> [Exercise]: Select the lines below containing the word "parameters".

(Data excerpts begins)

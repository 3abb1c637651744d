//! Codec, container, and encoder configuration types.

use std::fmt;

use mosaic_common::config::{HardwareAcceleration, RecordingDefaults};
use serde::{Deserialize, Serialize};

/// Video codecs the pipeline can produce.
#[derive(Debug, Clone, Copy, PartialEq, Eq, Hash, Serialize, Deserialize)]
#[serde(rename_all = "lowercase")]
pub enum VideoCodec {
    H264,
    Vp8,
    Vp9,
}

impl VideoCodec {
    /// Matroska `CodecID`.
    pub fn codec_id(&self) -> &'static str {
        match self {
            VideoCodec::H264 => "V_MPEG4/ISO/AVC",
            VideoCodec::Vp8 => "V_VP8",
            VideoCodec::Vp9 => "V_VP9",
        }
    }
}

/// Audio codecs the pipeline can produce.
#[derive(Debug, Clone, Copy, PartialEq, Eq, Hash, Serialize, Deserialize)]
#[serde(rename_all = "lowercase")]
pub enum AudioCodec {
    Aac,
    Opus,
}

impl AudioCodec {
    pub fn codec_id(&self) -> &'static str {
        match self {
            AudioCodec::Aac => "A_AAC",
            AudioCodec::Opus => "A_OPUS",
        }
    }
}

/// Output container.
#[derive(Debug, Clone, Copy, PartialEq, Eq, Serialize, Deserialize)]
#[serde(rename_all = "lowercase")]
pub enum ContainerFormat {
    /// H.264 + AAC, produced by the per-frame strategy.
    Matroska,
    /// VP8 + Opus, produced by the continuous-stream fallback.
    WebM,
}

impl ContainerFormat {
    pub fn mime_type(&self) -> &'static str {
        match self {
            ContainerFormat::Matroska => "video/x-matroska",
            ContainerFormat::WebM => "video/webm",
        }
    }

    pub fn extension(&self) -> &'static str {
        match self {
            ContainerFormat::Matroska => "mkv",
            ContainerFormat::WebM => "webm",
        }
    }

    /// EBML `DocType`.
    pub fn doc_type(&self) -> &'static str {
        match self {
            ContainerFormat::Matroska => "matroska",
            ContainerFormat::WebM => "webm",
        }
    }

    pub fn video_codec(&self) -> VideoCodec {
        match self {
            ContainerFormat::Matroska => VideoCodec::H264,
            ContainerFormat::WebM => VideoCodec::Vp8,
        }
    }

    pub fn audio_codec(&self) -> AudioCodec {
        match self {
            ContainerFormat::Matroska => AudioCodec::Aac,
            ContainerFormat::WebM => AudioCodec::Opus,
        }
    }

    /// Whether `codec` may be stored in this container.
    pub fn accepts_video(&self, codec: VideoCodec) -> bool {
        match self {
            ContainerFormat::Matroska => true,
            ContainerFormat::WebM => matches!(codec, VideoCodec::Vp8 | VideoCodec::Vp9),
        }
    }
}

/// Fixed video encoder parameters for one session.
#[derive(Debug, Clone, PartialEq, Serialize, Deserialize)]
pub struct VideoEncoderConfig {
    pub codec: VideoCodec,
    pub bitrate_kbps: u32,
    pub width: u32,
    pub height: u32,
    pub fps: u32,
    pub hardware_acceleration: HardwareAcceleration,
    /// A keyframe is forced every this many frames.
    pub keyframe_interval: u64,
}

impl VideoEncoderConfig {
    pub fn from_defaults(codec: VideoCodec, width: u32, height: u32, defaults: &RecordingDefaults) -> Self {
        Self {
            codec,
            bitrate_kbps: defaults.quality.video_bitrate_kbps(),
            width,
            height,
            fps: defaults.fps.max(1),
            hardware_acceleration: defaults.hardware_acceleration,
            keyframe_interval: defaults.keyframe_interval.max(1),
        }
    }

    /// The same parameters retargeted at another codec.
    pub fn with_codec(&self, codec: VideoCodec) -> Self {
        Self {
            codec,
            ..self.clone()
        }
    }
}

/// Fixed audio encoder parameters for one session.
#[derive(Debug, Clone, Copy, PartialEq, Eq, Serialize, Deserialize)]
pub struct AudioEncoderConfig {
    pub codec: AudioCodec,
    pub sample_rate: u32,
    pub channels: u16,
    pub bitrate_kbps: u32,
}

/// How the video encoder is fed.
#[derive(Debug, Clone, Copy, PartialEq, Eq, Serialize, Deserialize)]
#[serde(rename_all = "kebab-case")]
pub enum EncoderStrategy {
    /// One composited frame per call with explicit timestamp and keyframe flag.
    PerFrame,
    /// Continuous capture of the compositing surface with internal batching.
    Stream,
}

impl EncoderStrategy {
    pub fn container(&self) -> ContainerFormat {
        match self {
            EncoderStrategy::PerFrame => ContainerFormat::Matroska,
            EncoderStrategy::Stream => ContainerFormat::WebM,
        }
    }
}

impl fmt::Display for EncoderStrategy {
    fn fmt(&self, f: &mut fmt::Formatter<'_>) -> fmt::Result {
        match self {
            EncoderStrategy::PerFrame => f.write_str("per-frame"),
            EncoderStrategy::Stream => f.write_str("stream"),
        }
    }
}

/// Encoder lifecycle. Frames are accepted only while `Configured`.
#[derive(Debug, Clone, Copy, PartialEq, Eq, Serialize, Deserialize)]
#[serde(rename_all = "lowercase")]
pub enum EncoderState {
    Unconfigured,
    Configured,
    Closed,
    Errored,
}

impl EncoderState {
    pub fn accepts_frames(&self) -> bool {
        matches!(self, EncoderState::Configured)
    }
}

impl fmt::Display for EncoderState {
    fn fmt(&self, f: &mut fmt::Formatter<'_>) -> fmt::Result {
        let name = match self {
            EncoderState::Unconfigured => "unconfigured",
            EncoderState::Configured => "configured",
            EncoderState::Closed => "closed",
            EncoderState::Errored => "errored",
        };
        f.write_str(name)
    }
}

/// A concrete encoder implementation known to a backend.
#[derive(Debug, Clone, PartialEq, Eq, Serialize, Deserialize)]
pub struct EncoderDescriptor {
    /// Display name, e.g. "VA-API H.264".
    pub name: String,
    /// Backend element or library name, e.g. `vah264enc`.
    pub element: String,
    pub codec: EncoderCodec,
    pub hardware: bool,
}

/// Codec produced by an [`EncoderDescriptor`].
#[derive(Debug, Clone, Copy, PartialEq, Eq, Serialize, Deserialize)]
#[serde(rename_all = "lowercase", tag = "kind", content = "codec")]
pub enum EncoderCodec {
    Video(VideoCodec),
    Audio(AudioCodec),
}

#[cfg(test)]
mod tests {
    use super::*;

    #[test]
    fn containers_pair_codecs() {
        assert_eq!(ContainerFormat::Matroska.video_codec(), VideoCodec::H264);
        assert_eq!(ContainerFormat::Matroska.audio_codec(), AudioCodec::Aac);
        assert_eq!(ContainerFormat::WebM.mime_type(), "video/webm");
        assert!(!ContainerFormat::WebM.accepts_video(VideoCodec::H264));
        assert_eq!(EncoderStrategy::Stream.container(), ContainerFormat::WebM);
    }

    #[test]
    fn only_configured_encoders_accept_frames() {
        assert!(EncoderState::Configured.accepts_frames());
        for state in [EncoderState::Unconfigured, EncoderState::Closed, EncoderState::Errored] {
            assert!(!state.accepts_frames());
        }
    }

    #[test]
    fn video_config_from_defaults() {
        let defaults = RecordingDefaults::default();
        let config = VideoEncoderConfig::from_defaults(VideoCodec::H264, 1280, 720, &defaults);
        assert_eq!(config.bitrate_kbps, 5000);
        assert_eq!(config.keyframe_interval, 120);
        assert_eq!(config.with_codec(VideoCodec::Vp8).codec, VideoCodec::Vp8);
    }
}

(Data excerpts ends)

> [Solution for this exercise]:
/// Fixed video encoder parameters for one session.
    /// The same parameters retargeted at another codec.
/// Fixed audio encoder parameters for one session.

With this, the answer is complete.